Pero es probablemente, como señala María Antonieta Machiocci, la dimisión de los intelectuales frente al concepto de una Europa unida lo que más riesgos comporta a la hora de hacer posible un proyecto europeo autónomo, capaz de romper el creciente bipolarismo mundial. Los europeos tendemos a vernos como una multiplicidad de culturas dialécticamente encontradas, y sólo desde fuera -América, el Tercer Mundo- somos reconocibles como un todo cultural y geopolítico. La resistencia a descubrir en nuestro sistema cultural y de civilización -oriundo de Grecia y cristalizado en el Sacro Imperio Romano Germánico- un ámbito homogéneo de pensamiento e ideación; el aferramiento de los intelectuales progresistas a esquemas de una ortodoxia marxista de la que abominaría el propio Marx; las dificultades de comunicación que la diversidad de lenguas comporta y el recuerdo ensoñador de los antiguos imperios coloniales ya desaparecidos, contribuyen a una disgregación de los esfuerzos. Sorprende que un continente que durante siglos ha acostumbrado a mirarse a sí mismo como el centro de todo lo que sucedía, se vea sometido a una invasión de industrias culturales foráneas que desfiguran la identidad, las formas de vida, los valores y las creencias sobre las que ingenuamente seguimos creyendo se basa la civilización occidental. La recuperación del espacio cultural europeo, con atención expresa a los nuevos sistemas de comunicación de masas y a los medios audiovisuales, es una tarea urgente de los intelectuales de Europa. No ha existido en la historia de la humanidad un solo proyecto de convivencia, una sola empresa política o económica que no haya sido imaginada, estimulada y enriquecida por un movimiento intelectual coherente y sólido. No es por eso una apelación retórica ni un fácil recurso dialéctico la atribución a España de un papel razonable y enjundioso en la construcción de esa Europa de la cultura y de la ciencia, prácticamente por alumbrar.

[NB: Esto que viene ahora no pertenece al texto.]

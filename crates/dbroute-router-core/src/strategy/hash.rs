//! Hash Routing Strategy
//!
//! Maps a routing key value to a database and a table shard using a
//! content hash, so the same key lands on the same shard in every process.
//! The database contribution is divided out before reducing by the table
//! count, which keeps table indices independent of database assignment.

use blake3::Hasher;
use tracing::trace;

use dbroute_core::shard::format_index;
use dbroute_core::{HashFunction, RouterConfig};

use super::RoutingStrategy;
use crate::error::RouterError;
use crate::types::RoutingDecision;

/// Hash-modulo routing strategy over a fixed `db_count × tb_count` layout
#[derive(Debug, Clone)]
pub struct HashRoutingStrategy {
    db_count: u32,
    tb_count: u32,
    hash_function: HashFunction,
}

impl HashRoutingStrategy {
    /// Create a strategy for the layout described by `config`
    pub fn new(config: &RouterConfig) -> Self {
        Self {
            db_count: config.db_count(),
            tb_count: config.tb_count(),
            hash_function: config.hash_function(),
        }
    }

    /// Non-negative content hash of a key value
    pub fn hash_key(&self, key: &str) -> u64 {
        match self.hash_function {
            HashFunction::Blake3 => blake3_hash(key) & i64::MAX as u64,
            HashFunction::JavaString => (java_string_hash(key) & i32::MAX) as u64,
        }
    }
}

/// Hash a string key using blake3
fn blake3_hash(key: &str) -> u64 {
    let mut hasher = Hasher::new();
    hasher.update(key.as_bytes());
    let hash = hasher.finalize();
    let bytes = hash.as_bytes();
    u64::from_le_bytes([
        bytes[0], bytes[1], bytes[2], bytes[3],
        bytes[4], bytes[5], bytes[6], bytes[7],
    ])
}

/// `s[0]*31^(n-1) + ... + s[n-1]` over UTF-16 code units, wrapping at 32 bits
fn java_string_hash(key: &str) -> i32 {
    key.encode_utf16()
        .fold(0i32, |h, unit| h.wrapping_mul(31).wrapping_add(unit as i32))
}

fn checked_index(dimension: &'static str, raw: u64, count: u32) -> Result<u32, RouterError> {
    u32::try_from(raw)
        .ok()
        .filter(|&index| index < count)
        .ok_or(RouterError::IndexOutOfRange { dimension, index: raw, count })
}

impl RoutingStrategy for HashRoutingStrategy {
    fn route(&self, key: &str) -> Result<RoutingDecision, RouterError> {
        if key.is_empty() {
            return Err(RouterError::EmptyKey);
        }

        let hash = self.hash_key(key);
        let db = u64::from(self.db_count);
        let tb = u64::from(self.tb_count);

        let db_index = checked_index("database", hash % db, self.db_count)?;
        let tb_index = checked_index("table", (hash / db) % tb, self.tb_count)?;

        trace!(key = %key, hash = %hash, db_index, tb_index, "Hash route lookup");

        Ok(RoutingDecision {
            db_index,
            tb_index,
            db_key: format_index(db_index, self.db_count),
            tb_key: format_index(tb_index, self.tb_count),
        })
    }

    fn name(&self) -> &'static str {
        "Hash"
    }
}
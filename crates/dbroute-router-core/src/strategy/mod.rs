//! Routing Strategies
//!
//! A strategy maps a routing key value to a [`RoutingDecision`]:
//!
//! ```text
//! key value ──hash──► u64 ──mod db_count──────────────► db_index
//!                        └─div db_count──mod tb_count─► tb_index
//! ```
//!
//! - `HashRoutingStrategy`: content hash (blake3 or JVM string hash)

mod hash;

pub use hash::HashRoutingStrategy;

use crate::error::RouterError;
use crate::types::RoutingDecision;

/// Trait for key → shard routing strategies
pub trait RoutingStrategy: Send + Sync {
    /// Route a key value to a shard.
    ///
    /// Must be deterministic across calls and process restarts.
    fn route(&self, key: &str) -> Result<RoutingDecision, RouterError>;

    /// Strategy name for logging
    fn name(&self) -> &'static str;
}
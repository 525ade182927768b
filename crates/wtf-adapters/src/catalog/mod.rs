//! Template catalogs.

mod builtin;
mod directory;

pub use builtin::BuiltinCatalog;
pub use directory::DirectoryCatalog;
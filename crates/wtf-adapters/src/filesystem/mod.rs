//! Filesystem adapters.

mod dry_run;
mod local;
mod memory;

pub use dry_run::DryRunFilesystem;
pub use local::LocalFilesystem;
pub use memory::MemoryFilesystem;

Estas son algunas meditaciones que me parecía debían hacerse al hilo del final de las negociaciones de Bruselas entre la Comunidad y nuestro país. La concreción de las discusiones, con toda justeza, en torno a los volúmenes de producción de vino o a las licencias de pesca y especies capturables no puede hacer perder de vista los aspectos, quizá más difusos pero desde luego más relevantes, que alientan en el proyecto comunitario. El encuentro con Europa como espacio vital no sólo supondrá a medio plazo un ensanchamiento de nuestros mercados y un cambio en nuestros hábitos de consumo, de alimentación o de trabajo. Es, sobre todo, el descubrimiento de un espacio mental e ideológico todavía novedoso para nosotros en el que palabras solicitadas secularmente por los intelectuales españoles -tolerancia, libertad y derechos- poseen un arraigo del que inevitable y felizmente nos beneficiaremos.

Todo eso explica el alborozo registrado, que para nada empece cualquier justificada cautela ni cualquier escéptica reflexión sobre los problemas que Europa, y España como parte de Europa, encaran en la actualidad.